Amid the on-going trade dispute with China, they have yet to purchase any new-crop U.S. soybeans with the new marketing year having started on September 1st. Mike Zuzolo, President of Global Commodity Analytics, says the lack of a China deal is really starting to hurt basis levels.
“When it comes to the areas that are impacted by the Pacific Northwest bean export market, i.e. the China export market, it is starting to really get painful. And I have heard basis levels that are even getting us into an $8.50, an $8.25 cash bean price in parts of the Dakotas”, says Zuzolo. “But you can see whether it’s Aurora, South Dakota, New Ulm, Minnesota, or Dubuque, Iowa, you’re seeing a basis level, it’s really starting to plummet here since mid-August. And you’re going back towards those levels seen in late 2022 and also late 2018. Recall 2018 was the last time we really got shut down with the soybean exports to China.”
Jim Thompson, Chairman of the North Dakota Soybean Council, calls this uncharted territory for many soybean growers in his state amid the on-going trade dispute with China and lack of demand heading into harvest season.

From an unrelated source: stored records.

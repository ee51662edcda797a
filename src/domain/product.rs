use serde::{Deserialize, Serialize};
use std::fmt;

/// Identifier of an extra service. The catalog may send it as a JSON number
/// or as a string, so both shapes are kept as-is. Numbers keep their JSON
/// form, which covers floats and integers beyond `i64`.
#[derive(Debug, Clone, PartialEq, Eq, Hash, Serialize, Deserialize)]
#[serde(untagged)]
pub enum ServiceId {
    Number(serde_json::Number),
    Text(String),
}

impl fmt::Display for ServiceId {
    fn fmt(&self, f: &mut fmt::Formatter<'_>) -> fmt::Result {
        match self {
            ServiceId::Number(id) => write!(f, "{}", id),
            ServiceId::Text(id) => write!(f, "{}", id),
        }
    }
}

impl From<i64> for ServiceId {
    fn from(id: i64) -> Self {
        ServiceId::Number(id.into())
    }
}

impl From<&str> for ServiceId {
    fn from(id: &str) -> Self {
        ServiceId::Text(id.to_string())
    }
}

impl From<String> for ServiceId {
    fn from(id: String) -> Self {
        ServiceId::Text(id)
    }
}

/// An optional add-on that can be booked together with an accommodation.
#[derive(Debug, Clone, PartialEq, Serialize, Deserialize)]
pub struct Service {
    pub id: ServiceId,
    pub name: String,
    pub price: f64,
    pub code: String,
}

impl Service {
    #[cfg(test)]
    pub fn new(
        id: impl Into<ServiceId>,
        code: impl Into<String>,
        name: impl Into<String>,
        price: f64,
    ) -> Self {
        Self {
            id: id.into(),
            name: name.into(),
            price,
            code: code.into(),
        }
    }
}

/// A bookable accommodation as listed in the catalog.
#[derive(Debug, Clone, PartialEq, Serialize, Deserialize)]
#[serde(rename_all = "camelCase")]
pub struct Product {
    #[serde(default)]
    pub image_src: String,
    pub name: String,
    #[serde(default)]
    pub description: String,
    pub price: f64,
    pub code: String,
    #[serde(default)]
    pub services: Vec<Service>,
}

impl Product {
    #[cfg(test)]
    pub fn new(code: impl Into<String>, name: impl Into<String>, price: f64) -> Self {
        Self {
            image_src: String::new(),
            name: name.into(),
            description: String::new(),
            price,
            code: code.into(),
            services: Vec::new(),
        }
    }

    #[cfg(test)]
    pub fn with_description(mut self, description: impl Into<String>) -> Self {
        self.description = description.into();
        self
    }

    #[cfg(test)]
    pub fn with_service(mut self, service: Service) -> Self {
        self.services.push(service);
        self
    }

    /// Looks up one of this product's extra services by id.
    pub fn service(&self, id: &ServiceId) -> Option<&Service> {
        self.services.iter().find(|service| &service.id == id)
    }
}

“We spent the better part of 40 years developing these relationships with Southeast Asia, and then in turn developing our infrastructure in North Dakota to be the most reliable, efficient shipper of whole soybeans to markets like China and Vietnam and Southeast Asia and Indonesia and whatnot,” says Thompson. “But China is the big elephant in the room, if you will. And 80% of North Dakota soybeans used to be exported through the P&W to Southeast Asia. Now with the addition of two crush plants, that’s more 50-55%. But China accounts for the majority of that. There’s nothing that could take the place of China.”

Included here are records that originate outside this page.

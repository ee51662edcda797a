use std::num::NonZeroUsize;
use std::sync::Arc;
use tokio::task::JoinHandle;
use tracing::{error, info, instrument};
use crate::clients::WizardClient;
use crate::domain::Product;
use crate::gateway::{BookingGateway, GatewayError};
use crate::wizard::WizardError;
use crate::wizard_actor::WizardService;

/// The storefront system: loads the catalog and starts a wizard actor for
/// each product the shopper opens.
pub struct Storefront {
    gateway: Arc<dyn BookingGateway>,
    channel_capacity: NonZeroUsize,
}

impl Storefront {
    pub fn new(gateway: Arc<dyn BookingGateway>, channel_capacity: NonZeroUsize) -> Self {
        Self {
            gateway,
            channel_capacity,
        }
    }

    #[instrument(skip(self))]
    pub async fn load_catalog(&self) -> Result<Vec<Product>, GatewayError> {
        let catalog = self.gateway.fetch_catalog().await?;
        info!(products = catalog.len(), "Catalog loaded");
        Ok(catalog)
    }

    /// Spawns a fresh wizard for `product`. Nothing is shared between
    /// sessions; closing one discards its state.
    #[instrument(fields(product_code = %product.code), skip(self, product))]
    pub fn open_wizard(&self, product: Product) -> WizardSession {
        info!("Opening booking wizard");
        let (service, client) = WizardService::new(self.channel_capacity.get(), product, Arc::clone(&self.gateway));
        let handle = tokio::spawn(service.run());
        WizardSession { client, handle }
    }
}

/// An open wizard: the client to drive it and the task running it.
pub struct WizardSession {
    pub client: WizardClient,
    handle: JoinHandle<()>,
}

impl WizardSession {
    /// Closes the wizard and waits for its actor to stop.
    ///
    /// A submission still in flight is not cancelled, but its outcome is
    /// never applied to this wizard.
    pub async fn close(self) -> Result<(), WizardError> {
        info!("Closing booking wizard");
        match self.client.close().await {
            Ok(()) | Err(WizardError::Closed) => {}
            Err(e) => return Err(e),
        }
        drop(self.client);

        self.handle.await.map_err(|e| {
            error!("Wizard task failed: {:?}", e);
            WizardError::TaskFailed(e.to_string())
        })
    }
}
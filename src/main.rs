//! Terminal storefront for bookable accommodations.
//!
//! Each opened product runs its own booking wizard actor; the shell talks to
//! it through a [`clients::WizardClient`] and the actor talks to the booking
//! service through a [`gateway::BookingGateway`].

mod app_system;
mod clients;
mod config;
mod domain;
mod gateway;
mod messages;
mod shell;
mod validation;
mod wizard;
mod wizard_actor;

#[cfg(test)]
mod mock_framework;

use anyhow::{Context, Result};
use clap::Parser;
use std::sync::Arc;
use tokio::io::{AsyncBufReadExt, BufReader};
use tracing::{info, Instrument};
use crate::app_system::{setup_tracing, Storefront};
use crate::config::Config;
use crate::gateway::HttpBookingGateway;

#[tokio::main]
async fn main() -> Result<()> {
    let config = Config::parse();

    // Setup tracing once for the entire application
    setup_tracing();

    info!(api_url = %config.api_url, "Starting storefront");

    let gateway = HttpBookingGateway::new(config.api_url.clone(), config.timeout())
        .context("Failed to build booking service client")?;
    let storefront = Storefront::new(Arc::new(gateway), config.channel_capacity);

    let mut lines = BufReader::new(tokio::io::stdin()).lines();
    let span = tracing::info_span!("storefront_session");
    shell::run(&storefront, &mut lines).instrument(span).await?;

    info!("Storefront closed");
    Ok(())
}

Thompson added that “it’s a totally different shift of thinking for us at harvest this year when the basis is screaming at you that, hey guys, you can’t bring these beans in. We have nowhere to put them. We have nowhere to take them. And you can’t really blame the elevators for that because they don’t have an outlet for them. And unfortunately, of course, with the storms we’ve had this summer and the lack of storage and the numbers we’ve seen is anywhere from 10 to 12 to 14 million bushels of storage is out of the equation right now. So yeah, it’s just uncharted territory for us this year.”
The severe weather over the summer that Thompson alluded to, particularly in North Dakota, is another issue that many producers feared could compound the problem of potentially low prices at harvest. But for Sherlock, he didn’t quite see this coming.

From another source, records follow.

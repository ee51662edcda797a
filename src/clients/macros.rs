/// Generate client methods with oneshot channel boilerplate and automatic tracing.
/// A closed mailbox or a dropped responder both mean the actor is gone.
macro_rules! client_method {
    ($client:ty => fn $method:ident($($param:ident: $param_type:ty),*) -> $return_type:ty as $request:ident::$variant:ident, Error = $error_type:ty) => {
        impl $client {
            #[tracing::instrument(skip(self))]
            pub async fn $method(&self, $($param: $param_type),*) -> Result<$return_type, $error_type> {
                tracing::debug!("Sending request");
                let (respond_to, response) = tokio::sync::oneshot::channel();
                self.sender.send($request::$variant {
                    $($param,)*
                    respond_to,
                }).await.map_err(|_| <$error_type>::Closed)?;

                response.await.map_err(|_| <$error_type>::Closed)?
            }
        }
    };
}
use thiserror::Error;

/// Errors talking to the booking service.
#[derive(Debug, Clone, Error, PartialEq)]
pub enum GatewayError {
    #[error("Could not reach booking service: {0}")]
    Transport(String),
    #[error("Booking service answered with status {status}: {body}")]
    Status { status: u16, body: String },
    #[error("Unexpected response from booking service: {0}")]
    Decode(String),
}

“Honestly, when we spoke a while back about that, I don’t recall if we even talked about storing soybeans,” said Sherlock. “At the time, we were just saying, how are guys going to store their corn crop if their facilities are out of commission? And now, here we are having to plan to store soybeans.”
Sherlock added that the last time we had a trade war in 2018, a lot of producers in his area stored soybeans in small 3,000-5,000 bushel bins that “our grandparents built generations ago. We haven’t used them for a long time, but they come in handy.” However, the summer derecho event wiped out most of those bins in his area.
“Soybeans, historically, are what paid the bills in the fall,” according to Sherlock. “You sold soybeans in the fall to cash flow, to make your land payments, your equipment payments, prepay for inputs for next year. It’s just changing the dynamic significantly. And boy, 2026 could be a real problem going into that too. So if we don’t solve this soon, and if we don’t get China back in the market, what could be hopefully a short-term problem that we can hopefully resolve and work through, this could turn into a multi-year surplus of crops that just is going to be really hard and lead to a major downturn in the ag and rural economy. So this is a really big deal to get these trade deals sorted out.”
Thompson added some optimism for producers as they stare down this current situation. “I would just encourage producers to not give up yet. You know, keep looking for opportunities. Keep your ears open,” said Thompson. “Always be looking at something maybe you’re not used to doing and you might just have to do it this time. And if it’s something that works out, might be something you adopt in the future as well. But be open to something different because these times just call for a totally different approach to the way we do things.”
“And we’re farmers. We adapt. That’s what we do,” according to Thompson.